Answer
The plane is flying at a speed of $~~3.49~km/min$
Work Step by Step
Let $y$ be the plane's altitude.
Let $x$ be the horizontal distance between the telescope and the plane.
Let $\theta$ be the telescope's angle of elevation.

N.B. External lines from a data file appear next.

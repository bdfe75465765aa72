use thiserror::Error;

use crate::models::NaturalKey;

#[derive(Error, Debug)]
pub enum LedgerError {
    #[error("{0}")]
    Validation(String),

    #[error("no attendance record for {0}")]
    NotFound(NaturalKey),

    #[error("attendance already recorded for {0}")]
    DuplicateEntry(NaturalKey),

    #[error("{0}")]
    Forbidden(String),

    #[error("upstream unavailable: {0}")]
    UpstreamUnavailable(String),
}

impl LedgerError {
    pub fn validation(message: impl Into<String>) -> Self {
        LedgerError::Validation(message.into())
    }

    /// Stable tag reported next to the message in action responses.
    pub fn kind(&self) -> &'static str {
        match self {
            LedgerError::Validation(_) => "validation",
            LedgerError::NotFound(_) => "not_found",
            LedgerError::DuplicateEntry(_) => "duplicate_entry",
            LedgerError::Forbidden(_) => "forbidden",
            LedgerError::UpstreamUnavailable(_) => "upstream_unavailable",
        }
    }
}

impl From<sqlx::Error> for LedgerError {
    fn from(err: sqlx::Error) -> Self {
        LedgerError::UpstreamUnavailable(err.to_string())
    }
}
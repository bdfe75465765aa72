use anyhow::ensure;
use serde::Deserialize;
use tracing::info;

fn default_threshold() -> usize {
    3
}

/// Settings read from the environment (and `.env`, if present).
#[derive(Debug, Deserialize)]
pub struct Env {
    pub database_url: Option<String>,
    /// Visits a student needs within one class before a reward is due.
    #[serde(default = "default_threshold")]
    pub achievement_threshold: usize,
}

impl Env {
    pub fn load() -> anyhow::Result<Self> {
        dotenv::dotenv().ok();
        Self::validate(envy::from_env::<Env>()?)
    }

    pub fn from_pairs(pairs: impl IntoIterator<Item = (String, String)>) -> anyhow::Result<Self> {
        Self::validate(envy::from_iter::<_, Env>(pairs)?)
    }

    fn validate(env: Env) -> anyhow::Result<Self> {
        ensure!(
            env.achievement_threshold > 0,
            "ACHIEVEMENT_THRESHOLD must be at least 1"
        );
        Ok(env)
    }

    /// A command-line override wins over the environment.
    pub fn threshold(&self, cli_override: Option<usize>) -> anyhow::Result<usize> {
        let threshold = cli_override.unwrap_or(self.achievement_threshold);
        ensure!(threshold > 0, "--threshold must be at least 1");
        if cli_override.is_some() {
            info!(threshold, "achievement threshold overridden on the command line");
        }
        Ok(threshold)
    }
}

#[cfg(test)]
mod tests {
    use super::*;

    fn pairs(items: &[(&str, &str)]) -> Vec<(String, String)> {
        items
            .iter()
            .map(|(k, v)| (k.to_string(), v.to_string()))
            .collect()
    }

    #[test]
    fn defaults_when_unset() {
        let env = Env::from_pairs(pairs(&[])).unwrap();
        assert_eq!(env.database_url, None);
        assert_eq!(env.achievement_threshold, 3);
        assert_eq!(env.threshold(None).unwrap(), 3);
    }

    #[test]
    fn reads_threshold_and_url() {
        let env = Env::from_pairs(pairs(&[
            ("DATABASE_URL", "postgres://localhost/mass"),
            ("ACHIEVEMENT_THRESHOLD", "5"),
        ]))
        .unwrap();
        assert_eq!(env.database_url.as_deref(), Some("postgres://localhost/mass"));
        assert_eq!(env.threshold(None).unwrap(), 5);
        assert_eq!(env.threshold(Some(2)).unwrap(), 2);
    }

    #[test]
    fn zero_threshold_is_rejected() {
        assert!(Env::from_pairs(pairs(&[("ACHIEVEMENT_THRESHOLD", "0")])).is_err());
        let env = Env::from_pairs(pairs(&[])).unwrap();
        assert!(env.threshold(Some(0)).is_err());
    }
}
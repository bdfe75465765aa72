use std::path::Path;

use anyhow::Context;
use chrono::NaiveDate;
use tracing::{debug, info};

use crate::error::LedgerError;
use crate::models::{
    parse_date, parse_flag, AttendanceRecord, ClassFilter, NaturalKey, RecordMode, Role,
    StudentRef, UserProfile,
};

/// The durable table of users, class rosters and attendance rows.
///
/// Each call is an independent request; nothing is assumed about isolation
/// between calls, so callers treat `NotFound` and `DuplicateEntry` as normal
/// outcomes of a row changing underneath them.
#[allow(async_fn_in_trait)]
pub trait RowStore {
    async fn list_classes(&self) -> Result<Vec<String>, LedgerError>;

    async fn list_students(&self, filter: &ClassFilter) -> Result<Vec<StudentRef>, LedgerError>;

    /// Adds a student to the class roster. Returns false if already listed.
    async fn register_student(&self, student: &StudentRef) -> Result<bool, LedgerError>;

    async fn fetch_records(
        &self,
        filter: &ClassFilter,
    ) -> Result<Vec<AttendanceRecord>, LedgerError>;

    async fn user_profile(&self, email: &str) -> Result<UserProfile, LedgerError>;

    async fn insert_record(
        &self,
        record: &AttendanceRecord,
        mode: RecordMode,
        recorded_by: &str,
    ) -> Result<(), LedgerError>;

    async fn update_redeem(
        &self,
        key: &NaturalKey,
        redeem_date: NaiveDate,
    ) -> Result<(), LedgerError>;
}

/// Imports attendance rows from a CSV export of the attendance sheet.
///
/// Expected headers: `class` (or `className`), `studentName`,
/// `attendanceDate`, and optionally `redeemed`, `redeemDate`. Rows whose
/// natural key is already stored are skipped. Returns the number inserted.
pub async fn import_csv<S: RowStore>(
    store: &S,
    csv_path: &Path,
    recorded_by: &str,
) -> anyhow::Result<usize> {
    #[derive(serde::Deserialize)]
    #[serde(rename_all = "camelCase")]
    struct CsvRow {
        #[serde(alias = "className")]
        class: String,
        student_name: String,
        attendance_date: String,
        #[serde(default)]
        redeemed: Option<String>,
        #[serde(default)]
        redeem_date: Option<String>,
    }

    let mut reader = csv::Reader::from_path(csv_path)
        .with_context(|| format!("failed to open {}", csv_path.display()))?;
    let mut inserted = 0usize;

    for (line, result) in reader.deserialize::<CsvRow>().enumerate() {
        let row = result?;
        let attendance_date = parse_date(&row.attendance_date)
            .with_context(|| format!("row {}: bad attendanceDate {:?}", line + 1, row.attendance_date))?;
        let redeem_date = match row.redeem_date.as_deref().map(str::trim) {
            None | Some("") => None,
            Some(raw) => Some(
                parse_date(raw)
                    .with_context(|| format!("row {}: bad redeemDate {raw:?}", line + 1))?,
            ),
        };

        let mut record = AttendanceRecord::new(&row.class, &row.student_name, attendance_date);
        record.redeemed = row.redeemed.as_deref().map(parse_flag).unwrap_or(false);
        record.redeem_date = redeem_date;

        store
            .register_student(&StudentRef::new(&record.student_name, &record.class))
            .await?;
        match store
            .insert_record(&record, RecordMode::Create, recorded_by)
            .await
        {
            Ok(()) => inserted += 1,
            Err(LedgerError::DuplicateEntry(key)) => {
                debug!(%key, "skipping row already stored");
            }
            Err(e) => {
                return Err(e).with_context(|| format!("row {}", line + 1));
            }
        }
    }

    info!(inserted, path = %csv_path.display(), "csv import finished");
    Ok(inserted)
}

/// Demo users for `seed` and `--in-memory`.
pub fn seed_profiles() -> Vec<UserProfile> {
    vec![
        UserProfile {
            email: "admin@parish.example".to_string(),
            role: Role::Admin,
            classes: Vec::new(),
            default_class: String::new(),
        },
        UserProfile {
            email: "teacher.c1@parish.example".to_string(),
            role: Role::Teacher,
            classes: vec!["C1".to_string()],
            default_class: "C1".to_string(),
        },
        UserProfile {
            email: "teacher.c2@parish.example".to_string(),
            role: Role::Teacher,
            classes: vec!["C2".to_string()],
            default_class: "C2".to_string(),
        },
    ]
}

pub fn seed_roster() -> Vec<StudentRef> {
    vec![
        StudentRef::new("陳小明", "C1"),
        StudentRef::new("林美華", "C1"),
        StudentRef::new("王大同", "C2"),
        StudentRef::new("張家豪", "C2"),
        StudentRef::new("李安妮", "C2"),
    ]
}

pub fn seed_records() -> Vec<AttendanceRecord> {
    let day = |m: u32, d: u32| NaiveDate::from_ymd_opt(2024, m, d).unwrap_or_default();
    vec![
        AttendanceRecord::new("C1", "陳小明", day(1, 7)),
        AttendanceRecord::new("C1", "陳小明", day(1, 14)),
        AttendanceRecord::new("C1", "陳小明", day(1, 21)).redeemed_on(day(1, 28)),
        AttendanceRecord::new("C1", "林美華", day(1, 7)),
        AttendanceRecord::new("C1", "林美華", day(1, 14)),
        AttendanceRecord::new("C2", "王大同", day(1, 7)).redeemed_on(day(1, 28)),
        AttendanceRecord::new("C2", "王大同", day(1, 14)).redeemed_on(day(1, 28)),
        AttendanceRecord::new("C2", "王大同", day(1, 21)).redeemed_on(day(1, 28)),
        AttendanceRecord::new("C2", "張家豪", day(1, 7)),
    ]
}

#[cfg(test)]
mod tests {
    use super::*;
    use crate::memory::MemoryStore;
    use std::time::{SystemTime, UNIX_EPOCH};

    fn temp_csv(name: &str, body: &str) -> std::path::PathBuf {
        let path = std::env::temp_dir().join(format!(
            "{}-{}.csv",
            name,
            SystemTime::now()
                .duration_since(UNIX_EPOCH)
                .expect("clock")
                .as_nanos()
        ));
        std::fs::write(&path, body).expect("write csv");
        path
    }

    #[tokio::test]
    async fn import_skips_rows_already_stored() {
        let store = MemoryStore::seeded();
        let path = temp_csv(
            "import-skip",
            "className,studentName,attendanceDate,redeemed,redeemDate\n\
             C1,陳小明,2024-01-07,,\n\
             C1,陳小明,2024-01-28,TRUE,2024-02-04\n\
             C3,Maria,2024-01-28,false,\n",
        );

        let inserted = import_csv(&store, &path, "import").await.unwrap();
        assert_eq!(inserted, 2);

        let records = store.fetch_records(&ClassFilter::All).await.unwrap();
        assert_eq!(records.len(), seed_records().len() + 2);
        let redeemed = records
            .iter()
            .find(|r| r.attendance_date == NaiveDate::from_ymd_opt(2024, 1, 28).unwrap()
                && r.class == "C1")
            .unwrap();
        assert!(redeemed.redeemed);

        let classes = store.list_classes().await.unwrap();
        assert!(classes.contains(&"C3".to_string()));
        let _ = std::fs::remove_file(path);
    }

    #[tokio::test]
    async fn import_rejects_bad_dates() {
        let store = MemoryStore::default();
        let path = temp_csv(
            "import-bad",
            "class,studentName,attendanceDate\nC1,Kai,next sunday\n",
        );
        let err = import_csv(&store, &path, "import").await.unwrap_err();
        assert!(err.to_string().contains("attendanceDate"));
        let _ = std::fs::remove_file(path);
    }
}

We can find $x$ when $\theta = \frac{\pi}{3}$:
$\frac{y}{x} = tan~\theta$
$x = \frac{y}{tan~\theta}$
$x = \frac{5}{tan~\frac{\pi}{3}}$
$x = 2.887$
We can find $\frac{dx}{dt}$:
$\frac{y}{x} = tan~\theta$
$\frac{1}{x}~\frac{dy}{dt}-\frac{y}{x^2}~\frac{dx}{dt} = sec^2~\theta~\frac{d\theta}{dt}$
$\frac{y}{x^2}~\frac{dx}{dt} = \frac{1}{x}~\frac{dy}{dt}-sec^2~\theta~\frac{d\theta}{dt}$
$\frac{dx}{dt} = (\frac{x^2}{y})[\frac{1}{x}~(0)-sec^2~\frac{\pi}{3}~\frac{d\theta}{dt}]$
$\frac{dx}{dt} = (\frac{2.887^2}{5})[-(2)^2~(-\frac{\pi}{6})]$
$\frac{dx}{dt} = 3.49~km/min$
The plane is flying at a speed of $~~3.49~km/min$